Собеседники расстались, и старый бедняга Милиус, осмотревшись вокруг, пошел домой через площадь, постояв с минутку перед окнами панны Аполлонии.
Ксендз-прелат Бобек ходил по цветнику, наслаждаясь запахом цветов и подвязывая дрожащими руками те из них, которые наклонились, когда показался доктор Милиус. То было на другой день после описанного нами разговора. Прелат очень любил доктора, а последний щедро платил ему тем же. Может быть, это был единственный в мире человек, перед которым Милиус готов был исповедаться до глубины души, не входя в исповедальню.
- Смотри-ка, доктор, смотри, ты ничего не видишь? - сказал ксендз Бобек, указывая на клумбу. - Таких лилий не было во время нашей молодости! Мы прежде знавали одну, чисто белую. Что за прелесть эта новая! Но как все это припоминает век, сходно с его характером. Лилия на вид та же самая, но на ее венчике, словно капли розовой крови. Это земная лилия, окропленная кровавыми слезами.
- И хороша, очень хороша! - сказал Милиус.
- Все созданное Богом прекрасно! - воскликнул старик, поднимая руки к небу. - Есть ли Божие создание, которое не было бы прекрасно? Иногда мы не видим чуда, или страх мешает нам увидеть его, но мы окружены чудесами.
- Правда, отче, чудеса во всем - от венчика цветка до последней клеточки в его стебле. Но нож анатома открывает также чудеса в телесной оболочке.
- И есть люди, которым мир кажется скучным, печальным!
- Это несчастные люди.
- Потому что сами виноваты, потому что хотят на земле неба, а это только поле испытаний и запев к ангельским песням.
- Но иногда этот запев звучит дико, - сказал Милиус со вздохом.
Старик взял его за руку и посмотрел ему в глаза.
- Что с тобою, Милиус? - сказал он. - Ты всегда благоразумен, а сегодня как бы не в нормальном положении. Что с тобою?
- О добрый отче, трудно даже высказаться. Жизнь в тягость.
- Значит, болен душою.
- Да, болен душою, - отвечал Милиус, - но, пожалуйста, выслушайте меня. Был я доволен собою и достаточно счастлив, пока имел какую-то цель в жизни, а этой целью был недобрый молодой человек....
- Которого ты испортил.
- Очень может быть, но когда пришлось расстаться с ним, свет сделался пустыней, и жизнь душит, душит меня...
- Отгони сатану крестом.
Милиус вздохнул.
- Действительно, это должно быть дело нечистой силы.
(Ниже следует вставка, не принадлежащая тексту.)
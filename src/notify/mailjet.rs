// src/notify/mailjet.rs
use anyhow::{anyhow, Context, Result};
use async_trait::async_trait;
use base64::engine::general_purpose::STANDARD;
use base64::Engine as _;
use reqwest::Client;
use serde::Serialize;
use std::time::Duration;
use tracing::warn;

use super::{Mailer, OutgoingEmail};

const MAILJET_SEND_URL: &str = "https://api.mailjet.com/v3.1/send";

/// Mailjet v3.1 send API over HTTPS.
#[derive(Clone)]
pub struct MailjetMailer {
    client: Client,
    url: String,
    public_key: String,
    private_key: String,
    sender: String,
    sender_name: String,
    max_retries: u8,
}

impl MailjetMailer {
    pub fn new(
        public_key: String,
        private_key: String,
        sender: String,
        sender_name: String,
    ) -> Result<Self> {
        let client = Client::builder()
            .timeout(Duration::from_secs(30))
            .build()
            .context("building mailjet http client")?;
        Ok(Self {
            client,
            url: MAILJET_SEND_URL.to_string(),
            public_key,
            private_key,
            sender,
            sender_name,
            max_retries: 3,
        })
    }

    pub fn with_url(mut self, url: impl Into<String>) -> Self {
        self.url = url.into();
        self
    }

    pub fn with_retries(mut self, retries: u8) -> Self {
        self.max_retries = retries.max(1);
        self
    }

    fn payload<'a>(&'a self, email: &'a OutgoingEmail) -> SendRequest<'a> {
        SendRequest {
            messages: vec![MjMessage {
                from: MjAddress {
                    email: &self.sender,
                    name: Some(&self.sender_name),
                },
                to: email
                    .to
                    .iter()
                    .map(|t| MjAddress {
                        email: t,
                        name: None,
                    })
                    .collect(),
                subject: &email.subject,
                html_part: &email.html_body,
                attachments: email
                    .attachment
                    .iter()
                    .map(|a| MjAttachment {
                        content_type: &a.content_type,
                        filename: &a.filename,
                        base64_content: STANDARD.encode(&a.bytes),
                    })
                    .collect(),
            }],
        }
    }
}

#[async_trait]
impl Mailer for MailjetMailer {
    async fn send(&self, email: &OutgoingEmail) -> Result<()> {
        let payload = self.payload(email);

        let mut attempt: u8 = 0;
        loop {
            attempt += 1;
            let res = self
                .client
                .post(&self.url)
                .basic_auth(&self.public_key, Some(&self.private_key))
                .json(&payload)
                .send()
                .await;

            let retry_in = Duration::from_millis(500u64 << (attempt - 1));
            match res {
                Ok(rsp) if rsp.status().is_success() => return Ok(()),
                Ok(rsp) if rsp.status().is_server_error() && attempt < self.max_retries => {
                    warn!(status = %rsp.status(), attempt, "mailjet server error, retrying");
                    tokio::time::sleep(retry_in).await;
                }
                Ok(rsp) => {
                    let status = rsp.status();
                    let body = rsp.text().await.unwrap_or_default();
                    return Err(anyhow!("mailjet send failed ({status}): {body}"));
                }
                Err(e) if attempt < self.max_retries => {
                    warn!(error = %e, attempt, "mailjet request failed, retrying");
                    tokio::time::sleep(retry_in).await;
                }
                Err(e) => return Err(anyhow!("mailjet request failed: {e}")),
            }
        }
    }

    fn name(&self) -> &'static str {
        "mailjet"
    }
}

#[derive(Serialize)]
struct SendRequest<'a> {
    #[serde(rename = "Messages")]
    messages: Vec<MjMessage<'a>>,
}

#[derive(Serialize)]
#[serde(rename_all = "PascalCase")]
struct MjMessage<'a> {
    from: MjAddress<'a>,
    to: Vec<MjAddress<'a>>,
    subject: &'a str,
    #[serde(rename = "HTMLPart")]
    html_part: &'a str,
    #[serde(skip_serializing_if = "Vec::is_empty")]
    attachments: Vec<MjAttachment<'a>>,
}

#[derive(Serialize)]
#[serde(rename_all = "PascalCase")]
struct MjAddress<'a> {
    email: &'a str,
    #[serde(skip_serializing_if = "Option::is_none")]
    name: Option<&'a str>,
}

#[derive(Serialize)]
#[serde(rename_all = "PascalCase")]
struct MjAttachment<'a> {
    content_type: &'a str,
    filename: &'a str,
    base64_content: String,
}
Я получил неутолимую жажду жизни, чего-то неопределенного, желание семейства, любви сердца, сам не знаю чего. Отец, посоветуй, не то сделаю под старость глупость!
Ксендз Бобек посмотрел на приятеля и перекрестил его.
- Что с тобою, старина? - сказал он. - Ты словно позабыл о своих летах и как бы задумал жениться.
- Может быть, - отвечал Милиус. - Но неужели я так стар?
- Ну, и не молод, - заметил ксендз-прелат. - Бывают счастливые супружества и в позднем возрасте, но это все равно что цветы осенью, легкий мороз может умертвить их. Не надобно вызывать чуда, потому что редко кто заслужил его.
- Неужели вы, отче, думаете, что я себе не говорил этого тысячу раз, только напрасно.
- Это пройдет, - сказал ксендз Бобек, - а ты примись прилежно за труд и не думай о глупостях.
- И вы не посоветовали бы мне?
- Но я никому не советую браться за разрешение наитруднейшей на земле загадки - соглашения двух противоположных стихий и примирения двух существ, любовь которых даже есть борьба. В молодости супружество много еще имеет вероятности, что окрепнет в почтенную привычку, но под старость... и к тому же, может быть, тебя очаровало молодое существо?
Милиус опустил глаза.
- Ну, уж оканчивай исповедь откровенно, я наложу на себя покаяние, - сказал ксендз с улыбкой.
- Сам не знаю, откуда это явилось. С тех пор как я расстался с воспитанником, скучно мне стало дома. Я полагаю вы знаете панну Аполлонию, которая в городе дает уроки?
- Ну?
- Очень порядочная и достойная девица, ни весьма молода, ни стара, не богата...
- А, главное, имеет ли к тебе расположение?
- Но, отец мой, я не желаю этих юношеских, идеальных чувств. Было бы смешно с моей стороны надеяться вызвать их. Лишь бы не питала отвращения.
- А тебе, знать, понравилась?
- Очень, очень, но тут загвоздка: кажется есть страстишка.
- В таком случае, как же ты можешь думать о ней? А к кому страстишка?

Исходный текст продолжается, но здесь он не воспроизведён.